Dr. Hood and 61 other physicians sent the Union-Tribune a letter protesting the story. "Our feeling," he told me, "when you read the article was that the only one that talked about AIDS was Dr. Muhammad -- and all he talked about was the conspiracy theory.... Our concern about the article was we didn't feel it was balanced.... There were also other presenters there."

But can you counterbalance a conspiracy theory like Dr. Muhammad's?

"We felt that folks needed to discuss it," Dr. Hood replied, "get it out in the open. There is a lot of paranoia about treatment and vaccines in the African-American community."

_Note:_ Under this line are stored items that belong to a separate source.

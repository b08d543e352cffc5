//! Error types for illium-zk

use illium_lurk::EvalError;
use thiserror::Error;

/// Result type for parameter and proof operations
pub type Result<T> = std::result::Result<T, ZkError>;

/// Errors that can occur while loading parameters or building proofs
#[derive(Debug, Error)]
pub enum ZkError {
    /// Proof operation invoked before the parameter set was loaded
    #[error("Public parameters are not loaded")]
    NotInitialized,

    /// The program failed to parse or evaluate
    #[error(transparent)]
    Eval(#[from] EvalError),

    /// Proof construction failed after a successful evaluation
    #[error("Proof construction failed: {0}")]
    ProofConstruction(String),

    /// Encoded proof exceeds the wire size limit
    #[error("Proof is {size} bytes, limit is {max}")]
    ProofTooLarge { size: usize, max: usize },

    /// Invalid input data
    #[error("Invalid input: {0}")]
    InvalidInput(String),

    /// A cached parameter set does not match the configured setup
    #[error("Invalid parameter set: {0}")]
    InvalidParams(String),

    /// IO error
    #[error("IO error: {0}")]
    Io(#[from] std::io::Error),

    /// Serialization error
    #[error("Serialization error: {0}")]
    Serialization(String),
}

impl ZkError {
    /// Whether the failure is the evaluation step bound being reached
    pub fn is_exhausted(&self) -> bool {
        matches!(self, ZkError::Eval(e) if e.is_exhausted())
    }

    /// Whether the failure happened while reading source text
    pub fn is_parse(&self) -> bool {
        matches!(self, ZkError::Eval(e) if e.is_parse())
    }
}

impl From<bincode::Error> for ZkError {
    fn from(e: bincode::Error) -> Self {
        ZkError::Serialization(e.to_string())
    }
}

Dialogue begins at home, but as future president of the NMA Dr. Hood is getting set to jet all over the country stirring up "an intense dialogue" about racism. "Not so that people feel guilty about it but so that they begin to do something about it," he said. Hood believes that the dialogue should include chapters of the American Medical Association and other medical associations. "I believe they should start sponsoring colloquiums and forums throughout the country. And I think that this dialogue needs to start taking place in federal government." Dr. Hood noted that "the National Medical Association has on a regular basis been called to testify before Congress. We were involved in the various health initiatives of the Clinton administration."

Ultimately, the NMA hopes to see governmental monitors for racial bias in health care. "To my knowledge, there's never really been any racial monitors put in; as a matter of fact, we've always tried to run from that." But studies such as the lung-cancer surgery discrepancy -- the latest in a slew of studies with similar findings of racial bias since the '70s -- have convinced Dr. Hood that monitors must be put in place. "I'm raising the issue that we need to start developing them," he said. "I think they need to be directed at outcomes."